Provide again, from the entries below, every line from the one containing "use std::path::PathBuf;" through the one containing "pub enum ConfigError", exactly as written, and no other line.

*** Data to examine Section Begins ***

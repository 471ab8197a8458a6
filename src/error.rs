//! Error types for the tap using snafu.
//!
//! This module defines structured error types with context selectors for
//! all error conditions in the codebase.

use snafu::prelude::*;
use std::path::PathBuf;

// ============ Storage Errors ============

/// Errors that can occur during storage operations.
#[derive(Debug, Snafu)]
#[snafu(visibility(pub))]
pub enum StorageError {
    /// Invalid bucket location.
    #[snafu(display("Invalid bucket location: {bucket}"))]
    InvalidBucket { bucket: String },

    /// Object store operation failed.
    #[snafu(display("Storage operation failed"))]
    ObjectStore { source: object_store::Error },

    /// S3 configuration error.
    #[snafu(display("S3 configuration error"))]
    S3Config { source: object_store::Error },

    /// Table search pattern is not a valid regular expression.
    #[snafu(display("Invalid search pattern '{pattern}' for table '{table}'"))]
    SearchPattern {
        table: String,
        pattern: String,
        source: regex::Error,
    },
}

// ============ Config Errors ============

/// Errors that can occur during configuration parsing and validation.
#[derive(Debug, Snafu)]
#[snafu(visibility(pub))]
pub enum ConfigError {
    /// Bucket is empty.
    #[snafu(display("Bucket cannot be empty"))]
    EmptyBucket,

    /// No tables configured.
    #[snafu(display("At least one table must be configured"))]
    NoTables,

    /// A table has an empty name.
    #[snafu(display("Table at position {index} has an empty table_name"))]
    EmptyTableName { index: usize },

    /// A table has an empty search pattern.
    #[snafu(display("Table '{table}' has an empty search_pattern"))]
    EmptySearchPattern { table: String },

    /// Two tables share a name.
    #[snafu(display("Duplicate table_name: {table}"))]
    DuplicateTable { table: String },

    /// Sample rate must be positive.
    #[snafu(display("Table '{table}' has sample_rate 0; it must be at least 1"))]
    ZeroSampleRate { table: String },

    /// The CSV reader needs a single-byte delimiter.
    #[snafu(display("Table '{table}' has non-ASCII delimiter '{delimiter}'"))]
    NonAsciiDelimiter { table: String, delimiter: char },

    /// Environment variable interpolation failed.
    #[snafu(display("Environment variable interpolation failed:\n{message}"))]
    EnvInterpolation { message: String },

    /// Failed to parse configuration.
    #[snafu(display("Failed to parse configuration"))]
    YamlParse { source: serde_yaml::Error },

    /// Failed to read configuration file.
    #[snafu(display("Failed to read configuration file {}", path.display()))]
    ReadFile {
        path: PathBuf,
        source: std::io::Error,
    },
}

// ============ Inference Errors ============

/// Errors that can occur while inferring a schema from row samples.
#[derive(Debug, Snafu)]
#[snafu(visibility(pub))]
pub enum InferenceError {
    /// Failed to write the normalized sample table.
    #[snafu(display("Failed to write sample table"))]
    SampleWrite { source: csv::Error },

    /// Failed to flush the normalized sample table.
    #[snafu(display("Failed to flush sample table"))]
    SampleFlush {
        source: csv::IntoInnerError<csv::Writer<Vec<u8>>>,
    },

    /// The sample table could not be parsed.
    #[snafu(display("Malformed sample table"))]
    TableParse { source: csv::Error },
}

// ============ Reader Errors ============

/// Errors that can occur while decoding CSV files.
#[derive(Debug, Snafu)]
#[snafu(visibility(pub))]
pub enum ReaderError {
    /// Failed to decode a CSV record.
    #[snafu(display("Failed to decode CSV in {path}"))]
    CsvDecode { path: String, source: csv::Error },

    /// Required columns are missing from the file header.
    #[snafu(display("CSV file {path} missing required {kind} headers: {}", missing.join(", ")))]
    MissingHeaders {
        path: String,
        kind: &'static str,
        missing: Vec<String>,
    },
}

// ============ Catalog Errors ============

/// Errors that can occur while persisting or loading a catalog or state file.
#[derive(Debug, Snafu)]
#[snafu(visibility(pub))]
pub enum CatalogError {
    /// Failed to write the catalog file.
    #[snafu(display("Failed to write catalog file {}", path.display()))]
    CatalogWrite {
        path: PathBuf,
        source: std::io::Error,
    },

    /// Failed to read the catalog file.
    #[snafu(display("Failed to read catalog file {}", path.display()))]
    CatalogRead {
        path: PathBuf,
        source: std::io::Error,
    },

    /// Catalog JSON is invalid or could not be serialized.
    #[snafu(display("Invalid catalog JSON in {}", path.display()))]
    CatalogJson {
        path: PathBuf,
        source: serde_json::Error,
    },

    /// Failed to read the state file.
    #[snafu(display("Failed to read state file {}", path.display()))]
    StateRead {
        path: PathBuf,
        source: std::io::Error,
    },

    /// State JSON is invalid.
    #[snafu(display("Invalid state JSON in {}", path.display()))]
    StateJson {
        path: PathBuf,
        source: serde_json::Error,
    },
}

// ============ Protocol Errors ============

/// Errors that can occur while emitting protocol messages.
#[derive(Debug, Snafu)]
#[snafu(visibility(pub))]
pub enum ProtocolError {
    /// Failed to serialize a message.
    #[snafu(display("Failed to serialize {kind} message"))]
    Serialize {
        kind: &'static str,
        source: serde_json::Error,
    },

    /// Failed to write a message to the output.
    #[snafu(display("Failed to write message"))]
    Output { source: std::io::Error },
}

// ============ Discovery Errors ============

/// Errors that can occur during discovery.
#[derive(Debug, Snafu)]
#[snafu(visibility(pub))]
pub enum DiscoveryError {
    /// Discovery produced no streams and tolerant mode is off.
    #[snafu(display("No streams found"))]
    NoStreamsFound,

    /// Listing input files failed.
    #[snafu(display("Failed to list files for table '{table}'"))]
    DiscoveryStorage { table: String, source: StorageError },

    /// Decoding a sampled file failed.
    #[snafu(display("Failed to sample files for table '{table}'"))]
    Sample { table: String, source: ReaderError },

    /// Schema inference failed.
    #[snafu(display("Schema inference failed for table '{table}'"))]
    Inference {
        table: String,
        source: InferenceError,
    },

    /// Persisting the catalog failed.
    #[snafu(display("Failed to persist catalog"))]
    Persist { source: CatalogError },
}

// ============ Sync Errors ============

/// Errors that can occur while synchronizing streams.
#[derive(Debug, Snafu)]
#[snafu(visibility(pub))]
pub enum SyncError {
    /// A catalog stream has no matching table specification.
    #[snafu(display("Expected table {stream} not found in catalog"))]
    TableNotFound { stream: String },

    /// Discovery failed while resolving a missing catalog.
    #[snafu(display("Discovery failed"))]
    Discover { source: DiscoveryError },

    /// Loading the persisted catalog failed.
    #[snafu(display("Failed to load catalog"))]
    LoadCatalog { source: CatalogError },

    /// Emitting a protocol message failed.
    #[snafu(display("Failed to emit message"))]
    Emit { source: ProtocolError },

    /// Listing or downloading a file failed.
    #[snafu(display("Storage error while syncing '{stream}'"))]
    SyncStorage {
        stream: String,
        source: StorageError,
    },

    /// Decoding a file failed.
    #[snafu(display("Failed to read file while syncing '{stream}'"))]
    SyncReader { stream: String, source: ReaderError },

    /// A bookmark or start date could not be parsed.
    #[snafu(display("Invalid bookmark '{value}' for '{stream}'"))]
    InvalidBookmark {
        stream: String,
        value: String,
        source: chrono::ParseError,
    },
}

// ============ Tap Error (top-level) ============

/// Top-level errors that aggregate all error types.
#[derive(Debug, Snafu)]
#[snafu(visibility(pub))]
pub enum TapError {
    /// Configuration error.
    #[snafu(display("Configuration error"))]
    Config { source: ConfigError },

    /// Storage setup error.
    #[snafu(display("Storage error"))]
    TapStorage { source: StorageError },

    /// Discovery error.
    #[snafu(display("Discovery error"))]
    TapDiscovery { source: DiscoveryError },

    /// Sync error.
    #[snafu(display("Sync error"))]
    TapSync { source: SyncError },

    /// Catalog or state loading error.
    #[snafu(display("Catalog error"))]
    TapCatalog { source: CatalogError },
}

impl From<ConfigError> for TapError {
    fn from(source: ConfigError) -> Self {
        TapError::Config { source }
    }
}

impl From<StorageError> for TapError {
    fn from(source: StorageError) -> Self {
        TapError::TapStorage { source }
    }
}

impl From<DiscoveryError> for TapError {
    fn from(source: DiscoveryError) -> Self {
        TapError::TapDiscovery { source }
    }
}

impl From<SyncError> for TapError {
    fn from(source: SyncError) -> Self {
        TapError::TapSync { source }
    }
}

impl From<CatalogError> for TapError {
    fn from(source: CatalogError) -> Self {
        TapError::TapCatalog { source }
    }
}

*** Data to examine Section Ends ***

Solution to this exercise:
use std::path::PathBuf;

// ============ Storage Errors ============

/// Errors that can occur during storage operations.
#[derive(Debug, Snafu)]
#[snafu(visibility(pub))]
pub enum StorageError {
    /// Invalid bucket location.
    #[snafu(display("Invalid bucket location: {bucket}"))]
    InvalidBucket { bucket: String },

    /// Object store operation failed.
    #[snafu(display("Storage operation failed"))]
    ObjectStore { source: object_store::Error },

    /// S3 configuration error.
    #[snafu(display("S3 configuration error"))]
    S3Config { source: object_store::Error },

    /// Table search pattern is not a valid regular expression.
    #[snafu(display("Invalid search pattern '{pattern}' for table '{table}'"))]
    SearchPattern {
        table: String,
        pattern: String,
        source: regex::Error,
    },
}

// ============ Config Errors ============

/// Errors that can occur during configuration parsing and validation.
#[derive(Debug, Snafu)]
#[snafu(visibility(pub))]
pub enum ConfigError {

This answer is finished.